## Exercise
Lines that contain "keeping": how many are there in the listing below? Answer with a number and nothing more.

● ● ● ● ●

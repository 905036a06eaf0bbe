//! Automatic selection of the hysteresis thresholds.
//!
//! The upper threshold is a percentile of the strictly positive suppressed
//! magnitudes; zeros are left out since they stand for suppressed pixels. The
//! lower threshold is a fixed ratio of the upper one.

use edgel_image::Image;

use crate::error::CannyError;

/// Default percentile of the positive magnitudes used as upper threshold.
pub const DEFAULT_HIGH_PERCENTILE: f32 = 70.0;

/// Default ratio between the lower and the upper threshold.
pub const DEFAULT_LOW_RATIO: f32 = 0.4;

/// Parameters of the automatic threshold selection.
#[derive(Debug, Clone, Copy, PartialEq)]
pub struct AutoThreshold {
    /// Percentile in `[0, 100]` of the positive magnitudes used as upper threshold.
    pub high_percentile: f32,
    /// Ratio applied to the upper threshold to obtain the lower threshold.
    pub low_ratio: f32,
}

impl Default for AutoThreshold {
    fn default() -> Self {
        Self {
            high_percentile: DEFAULT_HIGH_PERCENTILE,
            low_ratio: DEFAULT_LOW_RATIO,
        }
    }
}

impl AutoThreshold {
    /// Check that the percentile and the ratio are usable.
    pub fn validate(&self) -> Result<(), CannyError> {
        if !(0.0..=100.0).contains(&self.high_percentile) {
            return Err(CannyError::InvalidParameter(format!(
                "high percentile must be in [0, 100], got {}",
                self.high_percentile
            )));
        }
        if !self.low_ratio.is_finite() || self.low_ratio < 0.0 {
            return Err(CannyError::InvalidParameter(format!(
                "low ratio must be finite and non-negative, got {}",
                self.low_ratio
            )));
        }
        Ok(())
    }
}

/// The resolved hysteresis thresholds.
#[derive(Debug, Clone, Copy, PartialEq)]
pub struct Thresholds {
    /// Magnitudes at or above this value may join an edge.
    pub low: f32,
    /// Magnitudes strictly above this value seed an edge.
    pub high: f32,
}

/// Collect the strictly positive values of a magnitude field.
pub fn positive_population(src: &Image<f32, 1>) -> Vec<f32> {
    src.as_slice().iter().copied().filter(|&v| v > 0.0).collect()
}

/// Compute the `p`-th percentile of `values`, interpolating linearly between
/// the two closest order statistics.
///
/// The rank of the percentile is `p / 100 * (n - 1)`. The values are
/// partially reordered in place.
///
/// Returns `None` if `values` is empty.
///
/// # Example
///
/// ```
/// use edgel_imgproc::threshold::percentile;
///
/// let mut values = vec![4.0, 1.0, 3.0, 2.0];
/// assert_eq!(percentile(&mut values, 50.0), Some(2.5));
/// assert_eq!(percentile(&mut values, 100.0), Some(4.0));
/// ```
pub fn percentile(values: &mut [f32], p: f32) -> Option<f32> {
    if values.is_empty() {
        return None;
    }

    let n = values.len();
    let rank = (p as f64 / 100.0 * (n - 1) as f64).clamp(0.0, (n - 1) as f64);
    let lo = rank.floor() as usize;
    let frac = rank - lo as f64;

    let (_, &mut lower, upper) = values.select_nth_unstable_by(lo, f32::total_cmp);
    let higher = upper
        .iter()
        .copied()
        .min_by(f32::total_cmp)
        .unwrap_or(lower);

    if frac == 0.0 {
        return Some(lower);
    }

    Some((lower as f64 + (higher as f64 - lower as f64) * frac) as f32)
}

/// Resolve the hysteresis thresholds, deriving the missing ones from the
/// suppressed magnitude field.
///
/// The upper threshold, if unset, is the `auto.high_percentile` percentile of the
/// strictly positive magnitudes. The lower threshold, if unset, is
/// `auto.low_ratio` times the resolved upper threshold, whether that one was
/// derived or given.
///
/// # Errors
///
/// [`CannyError::EmptyGradientPopulation`] if the upper threshold must be
/// derived and no magnitude is positive.
pub fn select_thresholds(
    suppressed: &Image<f32, 1>,
    low: Option<f32>,
    high: Option<f32>,
    auto: &AutoThreshold,
) -> Result<Thresholds, CannyError> {
    let high = match high {
        Some(high) => high,
        None => {
            auto.validate()?;
            let mut population = positive_population(suppressed);
            let high = percentile(&mut population, auto.high_percentile)
                .ok_or(CannyError::EmptyGradientPopulation)?;
            log::debug!(
                "upper threshold {high} from {} positive magnitudes",
                population.len()
            );
            high
        }
    };

    let low = match low {
        Some(low) => low,
        None => {
            auto.validate()?;
            auto.low_ratio * high
        }
    };

    Ok(Thresholds { low, high })
}
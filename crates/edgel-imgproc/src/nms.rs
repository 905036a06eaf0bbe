use edgel_image::{Image, ImageError};

use crate::parallel::{self, ExecutionStrategy};

/// The four orientation bands used to thin a gradient magnitude ridge.
///
/// Each band is 45 degrees wide and centered on the orientation it is named after.
#[derive(Debug, Clone, Copy, PartialEq, Eq)]
pub enum DirectionBucket {
    /// `[0, 22.5) ∪ [157.5, 180)`
    Deg0,
    /// `[22.5, 67.5)`
    Deg45,
    /// `[67.5, 112.5)`
    Deg90,
    /// `[112.5, 157.5)`
    Deg135,
}

impl DirectionBucket {
    /// Bucket an orientation given in degrees in `[0, 180)`.
    pub fn from_degrees(angle: f32) -> Self {
        if (22.5..67.5).contains(&angle) {
            DirectionBucket::Deg45
        } else if (67.5..112.5).contains(&angle) {
            DirectionBucket::Deg90
        } else if (112.5..157.5).contains(&angle) {
            DirectionBucket::Deg135
        } else {
            DirectionBucket::Deg0
        }
    }

    /// The two `(row, col)` neighbor offsets compared against for this bucket.
    pub fn neighbor_offsets(&self) -> [(isize, isize); 2] {
        match self {
            DirectionBucket::Deg0 => [(0, -1), (0, 1)],
            DirectionBucket::Deg45 => [(-1, 1), (1, -1)],
            DirectionBucket::Deg90 => [(-1, 0), (1, 0)],
            DirectionBucket::Deg135 => [(-1, -1), (1, 1)],
        }
    }
}

/// Thin a gradient magnitude field keeping only its local maxima across the edge.
///
/// An interior pixel keeps its magnitude only if it is strictly greater than both
/// neighbors selected by its [`DirectionBucket`]; ties are suppressed. The outermost
/// ring of pixels is never compared and is always zero in the output.
///
/// # Arguments
///
/// * `magnitude` - The gradient magnitude with shape (H, W).
/// * `direction` - The gradient orientation in degrees with shape (H, W).
/// * `dst` - The suppressed magnitude with shape (H, W).
/// * `strategy` - The execution strategy.
///
/// # Example
///
/// ```
/// use edgel_image::Image;
/// use edgel_imgproc::nms::non_maximum_suppression;
/// use edgel_imgproc::parallel::ExecutionStrategy;
///
/// let magnitude = Image::<f32, 1>::new(
///     [5, 3].into(),
///     vec![0.0, 1.0, 3.0, 1.0, 0.0, 0.0, 1.0, 3.0, 1.0, 0.0, 0.0, 1.0, 3.0, 1.0, 0.0],
/// ).unwrap();
/// let direction = Image::<f32, 1>::from_size_val(magnitude.size(), 0.0).unwrap();
/// let mut thin = Image::<f32, 1>::from_size_val(magnitude.size(), 0.0).unwrap();
///
/// non_maximum_suppression(&magnitude, &direction, &mut thin, ExecutionStrategy::Serial).unwrap();
/// assert_eq!(thin.as_slice()[5..10], [0.0, 0.0, 3.0, 0.0, 0.0]);
/// ```
pub fn non_maximum_suppression(
    magnitude: &Image<f32, 1>,
    direction: &Image<f32, 1>,
    dst: &mut Image<f32, 1>,
    strategy: ExecutionStrategy,
) -> Result<(), ImageError> {
    for other in [direction.size(), dst.size()] {
        if magnitude.size() != other {
            return Err(ImageError::InvalidImageSize(
                magnitude.cols(),
                magnitude.rows(),
                other.width,
                other.height,
            ));
        }
    }

    let rows = magnitude.rows();
    let cols = magnitude.cols();
    let mag = magnitude.as_slice();
    let dir = direction.as_slice();

    parallel::for_each_row_mut(dst.as_slice_mut(), cols, strategy, |r, row_dst| {
        row_dst.fill(0.0);
        if r == 0 || r + 1 >= rows {
            return;
        }

        for c in 1..cols.saturating_sub(1) {
            let idx = r * cols + c;
            let value = mag[idx];
            let is_max = DirectionBucket::from_degrees(dir[idx])
                .neighbor_offsets()
                .iter()
                .all(|&(dr, dc)| {
                    let nr = (r as isize + dr) as usize;
                    let nc = (c as isize + dc) as usize;
                    value > mag[nr * cols + nc]
                });
            if is_max {
                row_dst[c] = value;
            }
        }
    });

    Ok(())
}
use edgel_image::Image;

use crate::filter::{gaussian_blur, kernels};
use crate::gradient::GradientField;
use crate::hysteresis::hysteresis;
use crate::nms::non_maximum_suppression;
use crate::parallel::ExecutionStrategy;
use crate::threshold::{select_thresholds, AutoThreshold};

pub use crate::error::CannyError;

/// Default standard deviation of the smoothing gaussian.
pub const DEFAULT_SIGMA: f32 = 3.0;

/// Parameters of the canny edge detector.
///
/// Unset thresholds are derived from the image, see
/// [`select_thresholds`](crate::threshold::select_thresholds).
#[derive(Debug, Clone, Copy, PartialEq)]
pub struct CannyConfig {
    /// Standard deviation of the smoothing gaussian, positive.
    pub sigma: f32,
    /// Lower hysteresis threshold, inclusive.
    pub low_threshold: Option<f32>,
    /// Upper hysteresis threshold, exclusive.
    pub high_threshold: Option<f32>,
    /// Automatic threshold selection used for the unset thresholds.
    pub auto: AutoThreshold,
    /// Execution strategy of the per-pixel stages.
    pub strategy: ExecutionStrategy,
}

impl Default for CannyConfig {
    fn default() -> Self {
        Self {
            sigma: DEFAULT_SIGMA,
            low_threshold: None,
            high_threshold: None,
            auto: AutoThreshold::default(),
            strategy: ExecutionStrategy::default(),
        }
    }
}

impl CannyConfig {
    /// Set the standard deviation of the smoothing gaussian.
    pub fn with_sigma(mut self, sigma: f32) -> Self {
        self.sigma = sigma;
        self
    }

    /// Set both hysteresis thresholds.
    pub fn with_thresholds(mut self, low: f32, high: f32) -> Self {
        self.low_threshold = Some(low);
        self.high_threshold = Some(high);
        self
    }

    /// Set the lower hysteresis threshold.
    pub fn with_low_threshold(mut self, low: f32) -> Self {
        self.low_threshold = Some(low);
        self
    }

    /// Set the upper hysteresis threshold.
    pub fn with_high_threshold(mut self, high: f32) -> Self {
        self.high_threshold = Some(high);
        self
    }

    /// Set the automatic threshold selection parameters.
    pub fn with_auto_threshold(mut self, auto: AutoThreshold) -> Self {
        self.auto = auto;
        self
    }

    /// Set the execution strategy.
    pub fn with_strategy(mut self, strategy: ExecutionStrategy) -> Self {
        self.strategy = strategy;
        self
    }

    fn validate(&self) -> Result<(), CannyError> {
        if kernels::gaussian_kernel_radius(self.sigma).is_none() {
            return Err(CannyError::InvalidParameter(format!(
                "sigma must be positive, finite and give a kernel radius of at most {}, got {}",
                kernels::MAX_GAUSSIAN_RADIUS,
                self.sigma
            )));
        }
        for (name, threshold) in [("low", self.low_threshold), ("high", self.high_threshold)] {
            match threshold {
                Some(t) if !t.is_finite() => {
                    return Err(CannyError::InvalidParameter(format!(
                        "{name} threshold must be finite, got {t}"
                    )));
                }
                _ => {}
            }
        }
        Ok(())
    }
}

/// The result of the canny edge detector and its intermediate fields.
#[derive(Debug, Clone, PartialEq)]
pub struct CannyOutput {
    /// The gaussian smoothed input.
    pub smoothed: Image<f32, 1>,
    /// The gradient magnitude before non-maximum suppression.
    pub magnitude: Image<f32, 1>,
    /// The gradient magnitude after non-maximum suppression.
    pub suppressed: Image<f32, 1>,
    /// The edge map, 255 on edges and 0 elsewhere.
    pub edges: Image<u8, 1>,
    /// The lower threshold used for hysteresis.
    pub low_threshold: f32,
    /// The upper threshold used for hysteresis.
    pub high_threshold: f32,
}

/// Detect the edges of a grayscale image with the canny algorithm.
///
/// The image is smoothed with a gaussian, its sobel gradient is thinned by
/// non-maximum suppression and the remaining ridges are linked by hysteresis
/// between a lower and an upper threshold.
///
/// # Arguments
///
/// * `src` - The grayscale image with shape (H, W), usually with values in `[0, 1]`.
/// * `config` - The detector parameters.
///
/// # Errors
///
/// * [`CannyError::InvalidParameter`] for a non-positive sigma, an empty image,
///   a non-finite pixel or threshold, or invalid automatic threshold parameters.
/// * [`CannyError::EmptyGradientPopulation`] if a threshold must be derived and
///   the suppressed magnitude has no positive value, e.g. on a flat image.
///
/// # Example
///
/// ```
/// use edgel_image::Image;
/// use edgel_imgproc::canny::{canny, CannyConfig};
///
/// let row = [0.0, 0.0, 255.0, 255.0, 255.0];
/// let image = Image::<f32, 1>::new([5, 5].into(), row.repeat(5)).unwrap();
///
/// let config = CannyConfig::default().with_thresholds(10.0, 30.0);
/// let output = canny(&image, &config).unwrap();
///
/// assert_eq!(output.edges.size(), image.size());
/// assert_eq!(output.edges.get([2, 2, 0]), Some(&255));
/// ```
pub fn canny(src: &Image<f32, 1>, config: &CannyConfig) -> Result<CannyOutput, CannyError> {
    config.validate()?;
    if src.size().is_empty() {
        return Err(CannyError::InvalidParameter(format!(
            "image must not be empty, got {}",
            src.size()
        )));
    }
    if let Some(idx) = src.as_slice().iter().position(|v| !v.is_finite()) {
        return Err(CannyError::InvalidParameter(format!(
            "pixel values must be finite, found {} at index {idx}",
            src.as_slice()[idx]
        )));
    }

    let strategy = config.strategy;
    log::debug!(
        "canny on {} with sigma {} and {:?} strategy",
        src.size(),
        config.sigma,
        strategy
    );

    let mut smoothed = Image::from_size_val(src.size(), 0.0)?;
    gaussian_blur(src, &mut smoothed, config.sigma, strategy)?;

    let field = GradientField::compute(&smoothed, strategy)?;

    let mut suppressed = Image::from_size_val(src.size(), 0.0)?;
    non_maximum_suppression(&field.magnitude, &field.direction, &mut suppressed, strategy)?;

    let thresholds = select_thresholds(
        &suppressed,
        config.low_threshold,
        config.high_threshold,
        &config.auto,
    )?;
    log::debug!(
        "hysteresis thresholds low {} high {}",
        thresholds.low,
        thresholds.high
    );

    let mut edges = Image::from_size_val(src.size(), 0)?;
    hysteresis(&suppressed, &mut edges, thresholds.low, thresholds.high)?;

    Ok(CannyOutput {
        smoothed,
        magnitude: field.magnitude,
        suppressed,
        edges,
        low_threshold: thresholds.low,
        high_threshold: thresholds.high,
    })
}

#[cfg(test)]
mod tests {
    use super::*;
    use approx::assert_relative_eq;
    use edgel_image::ImageSize;

    fn step_5x5() -> Result<Image<f32, 1>, CannyError> {
        let row = [0.0, 0.0, 255.0, 255.0, 255.0];
        Ok(Image::new([5, 5].into(), row.repeat(5))?)
    }

    #[test]
    fn test_config_builders() {
        let config = CannyConfig::default();
        assert_eq!(config.sigma, DEFAULT_SIGMA);
        assert_eq!(config.low_threshold, None);
        assert_eq!(config.high_threshold, None);
        assert_eq!(config.strategy, ExecutionStrategy::Auto);

        let config = config
            .with_sigma(1.5)
            .with_low_threshold(0.1)
            .with_high_threshold(0.2)
            .with_strategy(ExecutionStrategy::Serial);
        assert_eq!(config.sigma, 1.5);
        assert_eq!(config.low_threshold, Some(0.1));
        assert_eq!(config.high_threshold, Some(0.2));
        assert_eq!(config.strategy, ExecutionStrategy::Serial);

        let config = config.with_thresholds(3.0, 4.0);
        assert_eq!(
            (config.low_threshold, config.high_threshold),
            (Some(3.0), Some(4.0))
        );
    }

    #[test]
    fn test_canny_step_5x5() -> Result<(), CannyError> {
        let image = step_5x5()?;
        let config = CannyConfig::default()
            .with_thresholds(10.0, 30.0)
            .with_strategy(ExecutionStrategy::Serial);
        let output = canny(&image, &config)?;

        #[rustfmt::skip]
        assert_eq!(
            output.edges.as_slice(),
            &[
                0, 0,   0, 0, 0,
                0, 0, 255, 0, 0,
                0, 0, 255, 0, 0,
                0, 0, 255, 0, 0,
                0, 0,   0, 0, 0,
            ]
        );

        let expected = [38.796, 101.367, 124.908, 100.751, 38.413];
        for mag_row in output.magnitude.as_slice().chunks(5) {
            for (&v, &e) in mag_row.iter().zip(expected.iter()) {
                assert_relative_eq!(v, e, epsilon = 5e-2);
            }
        }
        assert_relative_eq!(output.smoothed.as_slice()[2], 153.04242, epsilon = 1e-2);
        assert_eq!(output.low_threshold, 10.0);
        assert_eq!(output.high_threshold, 30.0);

        Ok(())
    }

    #[test]
    fn test_canny_auto_thresholds() -> Result<(), CannyError> {
        let image = step_5x5()?;
        let config = CannyConfig::default().with_strategy(ExecutionStrategy::Serial);
        let output = canny(&image, &config)?;

        // the three surviving ridge pixels share the same magnitude
        let ridge = output.suppressed.as_slice()[7];
        assert_eq!(output.high_threshold, ridge);
        assert_relative_eq!(output.low_threshold, 0.4 * ridge, epsilon = 1e-4);
        assert!(output.edges.as_slice().iter().all(|&v| v == 0));

        Ok(())
    }

    #[test]
    fn test_canny_flat_image() -> Result<(), CannyError> {
        let image = Image::<_, 1>::from_size_val([6, 6].into(), 0.5)?;
        assert_eq!(
            canny(&image, &CannyConfig::default()),
            Err(CannyError::EmptyGradientPopulation)
        );

        // explicit thresholds never look at the gradient population
        let output = canny(&image, &CannyConfig::default().with_thresholds(0.1, 0.2))?;
        assert!(output.magnitude.as_slice().iter().all(|&v| v == 0.0));
        assert!(output.suppressed.as_slice().iter().all(|&v| v == 0.0));
        assert!(output.edges.as_slice().iter().all(|&v| v == 0));

        Ok(())
    }

    #[test]
    fn test_canny_invalid_parameters() -> Result<(), CannyError> {
        let image = Image::<_, 1>::from_size_val([4, 4].into(), 0.0)?;
        for sigma in [0.0, -1.0, f32::NAN, 1e17, 1e19] {
            let res = canny(&image, &CannyConfig::default().with_sigma(sigma));
            assert!(matches!(res, Err(CannyError::InvalidParameter(_))));
        }

        let res = canny(&image, &CannyConfig::default().with_low_threshold(f32::NAN));
        assert!(matches!(res, Err(CannyError::InvalidParameter(_))));

        let empty = Image::<f32, 1>::new(
            ImageSize {
                width: 0,
                height: 3,
            },
            vec![],
        )?;
        let res = canny(&empty, &CannyConfig::default());
        assert!(matches!(res, Err(CannyError::InvalidParameter(_))));

        let mut data = vec![0.0; 16];
        data[5] = f32::INFINITY;
        let res = canny(&Image::new([4, 4].into(), data)?, &CannyConfig::default());
        assert!(matches!(res, Err(CannyError::InvalidParameter(_))));

        Ok(())
    }

    #[test]
    fn test_canny_serial_parallel() -> Result<(), CannyError> {
        let size = [23, 17].into();
        let data = (0..23 * 17).map(|i| ((i * 31) % 19) as f32 / 19.0).collect();
        let image = Image::<_, 1>::new(size, data)?;
        let config = CannyConfig::default().with_sigma(1.0);

        let serial = canny(&image, &config.with_strategy(ExecutionStrategy::Serial))?;
        let parallel = canny(&image, &config.with_strategy(ExecutionStrategy::Parallel))?;

        assert_eq!(serial.suppressed, parallel.suppressed);
        assert_eq!(serial.edges, parallel.edges);

        Ok(())
    }
}
use std::collections::HashMap;

use crate::models::{
    as_f64, DepartmentCount, Doctor, DoctorAnalytics, ExperiencePoint, RatingCount,
    SpecializationCount,
};

/// Counts occurrences of each key, keeping the order in which keys were first seen.
fn count_in_order<I>(keys: I) -> Vec<(String, usize)>
where
    I: IntoIterator<Item = String>,
{
    let mut index: HashMap<String, usize> = HashMap::new();
    let mut counts: Vec<(String, usize)> = Vec::new();

    for key in keys {
        match index.get(&key) {
            Some(&slot) => counts[slot].1 += 1,
            None => {
                index.insert(key.clone(), counts.len());
                counts.push((key, 1));
            }
        }
    }

    counts
}

pub fn rating_key(rating: f64) -> String {
    format!("{:.1}", rating)
}

pub fn build_analytics(doctors: &[Doctor]) -> DoctorAnalytics {
    let specialization_distribution = count_in_order(doctors.iter().map(|d| d.specialization.clone()))
        .into_iter()
        .map(|(specialization, count)| SpecializationCount { specialization, count })
        .collect();

    let department_distribution = count_in_order(doctors.iter().map(|d| d.department.clone()))
        .into_iter()
        .map(|(department, count)| DepartmentCount { department, count })
        .collect();

    let rating_distribution = count_in_order(doctors.iter().map(|d| rating_key(as_f64(&d.rating))))
        .into_iter()
        .map(|(rating, count)| RatingCount { rating, count })
        .collect();

    let experience_vs_success = doctors
        .iter()
        .map(|d| ExperiencePoint {
            experience: d.experience.clone(),
            success_rate: d.success_rate.clone(),
            rating: d.rating.clone(),
            name: d.name.clone(),
        })
        .collect();

    DoctorAnalytics {
        specialization_distribution,
        department_distribution,
        rating_distribution,
        experience_vs_success,
    }
}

● ● ● ● ●

## Solution for this problem
2